Requirements: ucsc-mafsinregion. Download and install as:
http://hgdownload.cse.ucsc.edu/admin/exe/
https://anaconda.org/bioconda/ucsc-mafsinregion

    Usage: python GTF2Fasta.py
    -i inout known/novel GTF file
    -m maf files directory # multiz MAF files dir (chr1.maf.gz ... chrY.maf.gz)
    -n yes/no filterChrNNN # limit to chrN,chrNN,chrNNN. Any chromosome name longer than 6 letters are skipped. default is yes.
    -z yes/no # the MAF file in zipped format (as *.maf.gz this is default) file or in unzipped foramt .maf (no)
    -o output_fasta_dir # the dir for transcripts fasta output, if omitted create extracted_fasta_files folder under input GTF file.

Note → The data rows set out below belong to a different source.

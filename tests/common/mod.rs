/*!
 * Common test utilities: sample bilingual documents and helpers.
 */

use std::path::{Path, PathBuf};

use xliffedit::{DocumentLimits, XliffDocument};

/// Canonical tagged form of the first sample segment
pub const ACME_TAGGED: &str = "{5}Acme{/5}{6}&{/6}{7} Events{/7}";

/// A small SDLXLIFF-style document with two translation units: one with
/// inline tags, one plain with a deliberate QA problem (missing number,
/// missing trailing punctuation)
pub fn sample_xliff() -> String {
    concat!(
        r#"<?xml version="1.0" encoding="utf-8"?>"#,
        r#"<xliff xmlns="urn:oasis:names:tc:xliff:document:1.2" xmlns:sdl="http://sdl.com/FileTypes/SdlXliff/1.0" version="1.2">"#,
        r#"<file original="demo.docx" source-language="en-US" target-language="de-DE">"#,
        r#"<body>"#,
        r#"<trans-unit id="tu1">"#,
        r#"<source>Acme &amp; Events</source>"#,
        r#"<seg-source><mrk mtype="seg" mid="1"><g id="5">Acme</g><g id="6">&amp;</g><g id="7"> Events</g></mrk></seg-source>"#,
        r#"<target><mrk mtype="seg" mid="1"><g id="5">Acme</g><g id="6">&amp;</g><g id="7"> Events</g></mrk></target>"#,
        r#"<sdl:seg-defs><sdl:seg id="1" conf="Translated"/></sdl:seg-defs>"#,
        r#"</trans-unit>"#,
        r#"<trans-unit id="tu2">"#,
        r#"<source>Version 2.0 (beta).</source>"#,
        r#"<seg-source><mrk mtype="seg" mid="2">Version 2.0 (beta).</mrk></seg-source>"#,
        r#"<target><mrk mtype="seg" mid="2">Version (beta)</mrk></target>"#,
        r#"<sdl:seg-defs><sdl:seg id="2" conf="Draft" locked="true"/></sdl:seg-defs>"#,
        r#"</trans-unit>"#,
        r#"</body>"#,
        r#"</file>"#,
        r#"</xliff>"#
    )
    .to_string()
}

/// The sample document prefixed with a UTF-8 BOM
pub fn sample_xliff_with_bom() -> Vec<u8> {
    let mut bytes = vec![0xEF, 0xBB, 0xBF];
    bytes.extend_from_slice(sample_xliff().as_bytes());
    bytes
}

/// A document whose source text repeats across three segments, with one
/// divergent translation
pub fn repetitions_xliff() -> String {
    let unit = |id: &str, mid: &str, target: &str| {
        format!(
            concat!(
                r#"<trans-unit id="{id}">"#,
                r#"<source>Save</source>"#,
                r#"<seg-source><mrk mtype="seg" mid="{mid}">Save</mrk></seg-source>"#,
                r#"<target><mrk mtype="seg" mid="{mid}">{target}</mrk></target>"#,
                r#"<sdl:seg-defs><sdl:seg id="{mid}" conf="Translated"/></sdl:seg-defs>"#,
                r#"</trans-unit>"#
            ),
            id = id,
            mid = mid,
            target = target
        )
    };
    format!(
        concat!(
            r#"<?xml version="1.0" encoding="utf-8"?>"#,
            r#"<xliff xmlns="urn:oasis:names:tc:xliff:document:1.2" xmlns:sdl="http://sdl.com/FileTypes/SdlXliff/1.0" version="1.2">"#,
            r#"<file original="ui.docx" source-language="en-US" target-language="de-DE"><body>{u1}{u2}{u3}</body></file></xliff>"#
        ),
        u1 = unit("tu1", "1", "Speichern"),
        u2 = unit("tu2", "2", "Speichern"),
        u3 = unit("tu3", "3", "Sichern"),
    )
}

/// Parse the sample document from bytes
pub fn sample_document() -> XliffDocument {
    XliffDocument::from_bytes(sample_xliff().as_bytes(), DocumentLimits::default())
        .expect("sample document should parse")
}

/// Write the sample document into a directory and open it from there
pub fn write_and_open(dir: &Path) -> (PathBuf, XliffDocument) {
    let path = dir.join("sample.sdlxliff");
    std::fs::write(&path, sample_xliff_with_bom()).expect("write sample");
    let document = XliffDocument::open(&path).expect("open sample");
    (path, document)
}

    -t transcript_catMAF_dir # if not specified will put in output_fasta_dir folder
    -f yes/no # make fresh transcript_catMAF file? if no, will skip maf file that already exist (size>1). default is no.
    -s mm10,.../all/multiz60way29mammal/multiz100way58mammal # selected species names, default is keep all species.
       multiz60way29mammal means 29 mammals, multiz100way58mammal means 58 mammals(see below), all means keep all species, which is default.
       Please note that not all species' data will exist for every maf file
    -c transcripts_gtf_to_fasta_cmds.sh # output .sh cmd file, without this argument cmds will be excuate automatically.
    -g yes/no # only keep MAF files that is at least have another two species' fasta sequence longer than 1/10 of the frist(reference) species, default is yes.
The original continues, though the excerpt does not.